Excitonic Effects on Optical Absorption Spectra of Doped Graphene

TL;DR

This study uses first-principles calculations to analyze how doping affects the optical absorption spectra of graphene, revealing that excitonic effects and self-energy corrections nearly cancel each other, with notable absorbance increases in the infrared and visible ranges.

Contribution

It provides a detailed first-principles analysis of excitonic effects in doped graphene, highlighting the interplay between self-energy corrections and electron-hole interactions.

Findings

Self-energy corrections and excitonic effects nearly cancel each other.

Optical absorption peak remains around 4.5 eV regardless of doping.

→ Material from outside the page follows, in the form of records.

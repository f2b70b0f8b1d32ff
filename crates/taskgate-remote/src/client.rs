// SPDX-FileCopyrightText: 2026 Taskgate Contributors
// SPDX-License-Identifier: MIT OR Apache-2.0

//! HTTP client for the remote workforce-management API.
//!
//! Provides [`TaskApiClient`], the concrete [`RemoteTasks`] implementation:
//! request construction, token-header authentication, and translation of
//! transport and status failures into the Taskgate error taxonomy.
//!
//! Writes are sent exactly once. The remote API gives no idempotency
//! guarantee, so a failed write surfaces as an error instead of being
//! repeated; retry-on-miss policy lives in the orchestrator, not here.

use std::time::Duration;

use async_trait::async_trait;
use reqwest::header::{HeaderMap, HeaderValue, AUTHORIZATION};
use serde::de::DeserializeOwned;
use tracing::{debug, warn};

use taskgate_core::error::TaskGateError;
use taskgate_core::traits::RemoteTasks;
use taskgate_core::types::{
    CreatedId, ResultDetail, ResultOption, ResultPayload, TaskId, TaskSnapshot, TaskUpdate,
    WorkerRecord,
};

/// HTTP client for the task API.
///
/// Cheap to clone; the inner reqwest client pools connections.
#[derive(Debug, Clone)]
pub struct TaskApiClient {
    client: reqwest::Client,
    base_url: String,
}

impl TaskApiClient {
    /// Creates a new client.
    ///
    /// `base_url` must end with a trailing slash (enforced by config
    /// validation); `api_token` is the opaque value for the
    /// `Authorization: Token <value>` header.
    pub fn new(base_url: String, api_token: &str) -> Result<Self, TaskGateError> {
        let mut headers = HeaderMap::new();
        headers.insert(
            AUTHORIZATION,
            HeaderValue::from_str(&format!("Token {api_token}")).map_err(|e| {
                TaskGateError::Config(format!("invalid api_token header value: {e}"))
            })?,
        );
        headers.insert("content-type", HeaderValue::from_static("application/json"));

        let client = reqwest::Client::builder()
            .default_headers(headers)
            .timeout(Duration::from_secs(30))
            .build()
            .map_err(|e| TaskGateError::RemoteUnavailable {
                message: format!("failed to build HTTP client: {e}"),
                source: Some(Box::new(e)),
            })?;

        Ok(Self { client, base_url })
    }

    fn url(&self, path: &str) -> String {
        format!("{}{path}", self.base_url)
    }

    /// Sends a GET and parses the JSON body.
    async fn get_json<T: DeserializeOwned>(
        &self,
        path: &str,
        query: &[(&str, &str)],
    ) -> Result<T, TaskGateError> {
        let response = self
            .client
            .get(self.url(path))
            .query(query)
            .send()
            .await
            .map_err(unavailable)?;

        let status = response.status();
        debug!(%status, path, "GET response received");

        if !status.is_success() {
            let body = response.text().await.unwrap_or_default();
            warn!(%status, path, body = %body, "GET rejected");
            return Err(TaskGateError::RemoteRejected {
                status: status.as_u16(),
                body,
            });
        }

        let body = response.text().await.map_err(unavailable)?;
        serde_json::from_str(&body).map_err(|e| malformed(status.as_u16(), path, &e))
    }

    /// Sends a write (POST or PUT) once and parses the JSON body on success.
    async fn send_write<T: DeserializeOwned>(
        &self,
        request: reqwest::RequestBuilder,
        path: &str,
    ) -> Result<T, TaskGateError> {
        let response = request.send().await.map_err(unavailable)?;

        let status = response.status();
        debug!(%status, path, "write response received");

        if !status.is_success() {
            let body = response.text().await.unwrap_or_default();
            warn!(%status, path, body = %body, "write rejected");
            return Err(TaskGateError::RemoteRejected {
                status: status.as_u16(),
                body,
            });
        }

        let body = response.text().await.map_err(unavailable)?;
        serde_json::from_str(&body).map_err(|e| malformed(status.as_u16(), path, &e))
    }

    /// Like [`send_write`] but discards the response body.
    async fn send_write_unit(
        &self,
        request: reqwest::RequestBuilder,
        path: &str,
    ) -> Result<(), TaskGateError> {
        let response = request.send().await.map_err(unavailable)?;

        let status = response.status();
        debug!(%status, path, "write response received");

        if !status.is_success() {
            let body = response.text().await.unwrap_or_default();
            warn!(%status, path, body = %body, "write rejected");
            return Err(TaskGateError::RemoteRejected {
                status: status.as_u16(),
                body,
            });
        }
        Ok(())
    }

    /// Runs a filtered worker query and returns the first record, if any.
    async fn first_worker(
        &self,
        query: &[(&str, &str)],
    ) -> Result<Option<WorkerRecord>, TaskGateError> {
        let workers: Vec<WorkerRecord> = self.get_json("worker_f/", query).await?;
        Ok(workers.into_iter().next())
    }
}

fn unavailable(e: reqwest::Error) -> TaskGateError {
    TaskGateError::RemoteUnavailable {
        message: format!("HTTP request failed: {e}"),
        source: Some(Box::new(e)),
    }
}

/// A success body that does not carry the expected keys is rejected at this
/// boundary, never propagated as a key error into a dialogue step.
fn malformed(status: u16, path: &str, e: &serde_json::Error) -> TaskGateError {
    warn!(status, path, error = %e, "malformed response body");
    TaskGateError::RemoteRejected {
        status,
        body: format!("malformed response body: {e}"),
    }
}

#[async_trait]
impl RemoteTasks for TaskApiClient {
    async fn get_task(&self, id: &TaskId) -> Result<TaskSnapshot, TaskGateError> {
        self.get_json(&format!("all-tasks/{id}/"), &[]).await
    }

    async fn list_new_tasks(
        &self,
        worker_code: &str,
        group: &str,
    ) -> Result<Vec<TaskSnapshot>, TaskGateError> {
        self.get_json(
            "tasks_f/",
            &[
                ("worker", worker_code),
                ("status", "New"),
                ("base__group", group),
            ],
        )
        .await
    }

    async fn put_task(&self, update: &TaskUpdate) -> Result<(), TaskGateError> {
        let request = self.client.put(self.url("tasks/")).json(update);
        self.send_write_unit(request, "tasks/").await
    }

    async fn get_worker(&self, code: &str) -> Result<WorkerRecord, TaskGateError> {
        self.get_json(&format!("workers/{code}/"), &[]).await
    }

    async fn get_worker_by_chat(
        &self,
        chat_id: &str,
    ) -> Result<Option<WorkerRecord>, TaskGateError> {
        self.first_worker(&[("chat_id", chat_id)]).await
    }

    async fn get_worker_by_phone(
        &self,
        phone: &str,
    ) -> Result<Option<WorkerRecord>, TaskGateError> {
        self.first_worker(&[("phone", phone)]).await
    }

    async fn get_controller(&self) -> Result<WorkerRecord, TaskGateError> {
        self.first_worker(&[("controller", "true")])
            .await?
            .ok_or_else(|| {
                TaskGateError::InvalidRoleInput(
                    "remote returned no controller worker".to_string(),
                )
            })
    }

    async fn put_worker(&self, worker: &WorkerRecord) -> Result<(), TaskGateError> {
        // The workers endpoint replaces records in bulk; registration sends
        // a single-element list.
        let request = self.client.put(self.url("workers/")).json(&[worker]);
        self.send_write_unit(request, "workers/").await
    }

    async fn post_worker_comment(
        &self,
        worker_code: &str,
        text: &str,
    ) -> Result<i64, TaskGateError> {
        let body = serde_json::json!({ "comment": text, "worker": worker_code });
        let request = self.client.post(self.url("worker_comment/")).json(&body);
        let created: CreatedId = self.send_write(request, "worker_comment/").await?;
        Ok(created.id)
    }

    async fn post_author_comment(
        &self,
        author_code: &str,
        text: &str,
    ) -> Result<i64, TaskGateError> {
        let body = serde_json::json!({ "comment": text, "author": author_code });
        let request = self.client.post(self.url("author_comment/")).json(&body);
        let created: CreatedId = self.send_write(request, "author_comment/").await?;
        Ok(created.id)
    }

    async fn post_result(&self, payload: &ResultPayload) -> Result<i64, TaskGateError> {
        let request = self.client.post(self.url("result/")).json(payload);
        let created: CreatedId = self.send_write(request, "result/").await?;
        Ok(created.id)
    }

    async fn get_result_options(
        &self,
        group: &str,
    ) -> Result<Vec<ResultOption>, TaskGateError> {
        self.get_json("result-data_f/", &[("group", group)]).await
    }

    async fn get_result_detail(&self, id: i64) -> Result<ResultDetail, TaskGateError> {
        self.get_json(&format!("result-data/{id}/"), &[]).await
    }
}

#[cfg(test)]
mod tests {
    use super::*;
    use wiremock::matchers::{body_partial_json, header, method, path, query_param};
    use wiremock::{Mock, MockServer, ResponseTemplate};

    fn test_client(server: &MockServer) -> TaskApiClient {
        TaskApiClient::new(format!("{}/", server.uri()), "secret-token").unwrap()
    }

    fn task_json(number: &str) -> serde_json::Value {
        serde_json::json!({
            "number": number,
            "name": "Visit partner",
            "date": "2026-03-01T09:00:00Z",
            "deadline": "2026-03-05T18:00:00Z",
            "status": "New",
            "edited": false,
            "author": {"code": "A1", "name": "Alice"},
            "worker": {"code": "W1", "name": "Walter"},
            "partner": {"code": "P1", "name": "Partner LLC", "workers": []},
            "base": {"number": "B1", "name": "Census", "group": "000000004"},
            "author_comment": {"id": 1, "comment": "go_http://x"},
            "worker_comment": {"id": 2, "comment": ""},
            "result": null
        })
    }

    #[tokio::test]
    async fn get_task_sends_token_header_and_parses() {
        let server = MockServer::start().await;
        Mock::given(method("GET"))
            .and(path("/all-tasks/T-1/"))
            .and(header("authorization", "Token secret-token"))
            .respond_with(ResponseTemplate::new(200).set_body_json(task_json("T-1")))
            .mount(&server)
            .await;

        let client = test_client(&server);
        let snap = client.get_task(&TaskId("T-1".into())).await.unwrap();
        assert_eq!(snap.number.0, "T-1");
        assert_eq!(snap.base.group, "000000004");
    }

    #[tokio::test]
    async fn list_new_tasks_filters_by_worker_status_group() {
        let server = MockServer::start().await;
        Mock::given(method("GET"))
            .and(path("/tasks_f/"))
            .and(query_param("worker", "W1"))
            .and(query_param("status", "New"))
            .and(query_param("base__group", "000000002"))
            .respond_with(
                ResponseTemplate::new(200)
                    .set_body_json(serde_json::json!([task_json("T-1"), task_json("T-2")])),
            )
            .mount(&server)
            .await;

        let client = test_client(&server);
        let tasks = client.list_new_tasks("W1", "000000002").await.unwrap();
        assert_eq!(tasks.len(), 2);
    }

    #[tokio::test]
    async fn post_worker_comment_returns_created_id() {
        let server = MockServer::start().await;
        Mock::given(method("POST"))
            .and(path("/worker_comment/"))
            .and(body_partial_json(
                serde_json::json!({"comment": "done", "worker": "W1"}),
            ))
            .respond_with(
                ResponseTemplate::new(201).set_body_json(serde_json::json!({"id": 77})),
            )
            .mount(&server)
            .await;

        let client = test_client(&server);
        let id = client.post_worker_comment("W1", "done").await.unwrap();
        assert_eq!(id, 77);
    }

    #[tokio::test]
    async fn put_task_rejection_carries_status_and_body() {
        let server = MockServer::start().await;
        Mock::given(method("PUT"))
            .and(path("/tasks/"))
            .respond_with(ResponseTemplate::new(400).set_body_string("bad payload"))
            .mount(&server)
            .await;

        let client = test_client(&server);
        let snap: TaskSnapshot = serde_json::from_value(task_json("T-1")).unwrap();
        let err = client.put_task(&snap.to_update()).await.unwrap_err();
        match err {
            TaskGateError::RemoteRejected { status, body } => {
                assert_eq!(status, 400);
                assert_eq!(body, "bad payload");
            }
            other => panic!("expected RemoteRejected, got {other:?}"),
        }
    }

    #[tokio::test]
    async fn malformed_success_body_is_rejected() {
        let server = MockServer::start().await;
        Mock::given(method("GET"))
            .and(path("/all-tasks/T-1/"))
            .respond_with(
                ResponseTemplate::new(200).set_body_json(serde_json::json!({"nope": true})),
            )
            .mount(&server)
            .await;

        let client = test_client(&server);
        let err = client.get_task(&TaskId("T-1".into())).await.unwrap_err();
        assert!(matches!(err, TaskGateError::RemoteRejected { status: 200, .. }));
    }

    #[tokio::test]
    async fn worker_by_chat_returns_none_on_empty_list() {
        let server = MockServer::start().await;
        Mock::given(method("GET"))
            .and(path("/worker_f/"))
            .and(query_param("chat_id", "555"))
            .respond_with(ResponseTemplate::new(200).set_body_json(serde_json::json!([])))
            .mount(&server)
            .await;

        let client = test_client(&server);
        let worker = client.get_worker_by_chat("555").await.unwrap();
        assert!(worker.is_none());
    }

    #[tokio::test]
    async fn missing_controller_is_invalid_role_input() {
        let server = MockServer::start().await;
        Mock::given(method("GET"))
            .and(path("/worker_f/"))
            .and(query_param("controller", "true"))
            .respond_with(ResponseTemplate::new(200).set_body_json(serde_json::json!([])))
            .mount(&server)
            .await;

        let client = test_client(&server);
        let err = client.get_controller().await.unwrap_err();
        assert!(matches!(err, TaskGateError::InvalidRoleInput(_)));
    }

    #[tokio::test]
    async fn transport_failure_is_remote_unavailable() {
        // Nothing listens on this port.
        let client = TaskApiClient::new("http://127.0.0.1:9/".into(), "t").unwrap();
        let err = client.get_task(&TaskId("T-1".into())).await.unwrap_err();
        assert!(matches!(err, TaskGateError::RemoteUnavailable { .. }));
    }

    #[tokio::test]
    async fn put_worker_wraps_record_in_list() {
        let server = MockServer::start().await;
        Mock::given(method("PUT"))
            .and(path("/workers/"))
            .and(body_partial_json(serde_json::json!([{"code": "W1"}])))
            .respond_with(ResponseTemplate::new(201).set_body_json(serde_json::json!({})))
            .mount(&server)
            .await;

        let client = test_client(&server);
        let worker: WorkerRecord = serde_json::from_value(serde_json::json!({
            "code": "W1",
            "name": "Walter",
            "chat_id": "555"
        }))
        .unwrap();
        client.put_worker(&worker).await.unwrap();
    }
}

Enhanced absorbance observed in the infrared and visible-light regime.

Abstract

We have performed first-principles calculations to study optical absorption spectra of doped graphene with many-electron effects included. Both self-energy corrections and electron-hole interactions are reduced due to the enhanced screening in doped graphene. However, self-energy corrections and excitonic effects nearly cancel each other, making the prominent optical absorption peak fixed around 4.5 eV under different doping conditions. On the other hand, an unexpected increase of the optical absorbance is observed within the infrared and visible-light frequency regime (1 ~ 3 eV). Our analysis shows that a combining effect from the band filling and electron-hole interactions results in such an enhanced excitonic effect on the optical absorption. These unique variations of the optical absorption of doped graphene are of importance to understand relevant experiments and design optoelectronic applications.